§ **Data to process**
--------

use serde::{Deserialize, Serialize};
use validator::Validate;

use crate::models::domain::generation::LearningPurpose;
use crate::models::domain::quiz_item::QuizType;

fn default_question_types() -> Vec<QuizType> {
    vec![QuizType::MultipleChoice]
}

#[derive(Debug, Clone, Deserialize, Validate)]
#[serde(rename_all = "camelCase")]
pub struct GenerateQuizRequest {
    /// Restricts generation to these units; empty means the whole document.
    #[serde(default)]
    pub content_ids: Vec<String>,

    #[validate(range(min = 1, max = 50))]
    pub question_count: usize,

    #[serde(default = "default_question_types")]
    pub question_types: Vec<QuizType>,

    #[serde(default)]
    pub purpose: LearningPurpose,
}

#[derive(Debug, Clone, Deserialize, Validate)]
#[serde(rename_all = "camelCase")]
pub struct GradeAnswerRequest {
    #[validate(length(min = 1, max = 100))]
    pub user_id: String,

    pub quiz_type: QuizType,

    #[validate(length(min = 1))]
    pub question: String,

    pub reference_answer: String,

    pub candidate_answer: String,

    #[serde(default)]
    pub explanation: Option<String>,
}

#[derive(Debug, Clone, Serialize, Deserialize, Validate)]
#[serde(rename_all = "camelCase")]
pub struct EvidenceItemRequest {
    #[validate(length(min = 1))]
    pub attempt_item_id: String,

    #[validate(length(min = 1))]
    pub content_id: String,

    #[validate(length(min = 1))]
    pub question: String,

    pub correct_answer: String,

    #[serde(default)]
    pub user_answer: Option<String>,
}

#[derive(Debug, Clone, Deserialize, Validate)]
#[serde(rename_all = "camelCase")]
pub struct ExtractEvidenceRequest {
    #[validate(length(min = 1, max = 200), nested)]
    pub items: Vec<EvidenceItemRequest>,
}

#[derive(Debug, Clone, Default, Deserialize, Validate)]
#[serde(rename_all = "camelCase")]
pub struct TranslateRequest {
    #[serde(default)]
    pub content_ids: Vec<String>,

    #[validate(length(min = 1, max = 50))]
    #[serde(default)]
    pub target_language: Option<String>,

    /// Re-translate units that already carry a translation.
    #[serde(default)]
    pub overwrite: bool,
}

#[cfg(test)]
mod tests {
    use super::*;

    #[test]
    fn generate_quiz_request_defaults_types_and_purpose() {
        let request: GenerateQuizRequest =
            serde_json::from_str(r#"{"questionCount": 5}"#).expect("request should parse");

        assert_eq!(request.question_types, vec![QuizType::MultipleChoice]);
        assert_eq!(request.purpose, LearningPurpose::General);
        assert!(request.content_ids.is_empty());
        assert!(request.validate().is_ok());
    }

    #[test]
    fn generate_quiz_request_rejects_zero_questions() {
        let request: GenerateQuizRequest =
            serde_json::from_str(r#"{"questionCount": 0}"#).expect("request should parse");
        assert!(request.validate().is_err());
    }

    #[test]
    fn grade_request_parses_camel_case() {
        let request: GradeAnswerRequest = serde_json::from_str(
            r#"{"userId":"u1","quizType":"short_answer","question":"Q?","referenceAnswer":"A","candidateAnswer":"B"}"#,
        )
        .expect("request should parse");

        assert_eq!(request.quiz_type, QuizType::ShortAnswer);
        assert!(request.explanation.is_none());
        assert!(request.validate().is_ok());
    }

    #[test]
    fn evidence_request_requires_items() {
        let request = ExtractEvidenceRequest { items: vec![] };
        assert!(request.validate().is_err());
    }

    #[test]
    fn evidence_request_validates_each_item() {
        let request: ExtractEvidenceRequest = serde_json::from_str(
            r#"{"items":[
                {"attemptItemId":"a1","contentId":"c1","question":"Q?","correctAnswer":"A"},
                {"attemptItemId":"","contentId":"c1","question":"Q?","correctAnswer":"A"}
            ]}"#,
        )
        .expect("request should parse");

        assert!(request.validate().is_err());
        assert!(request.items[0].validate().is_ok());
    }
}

--------

Filter the records for lines holding the string "MultipleChoice". Copy each one.

    vec![QuizType::MultipleChoice]
        assert_eq!(request.question_types, vec![QuizType::MultipleChoice]);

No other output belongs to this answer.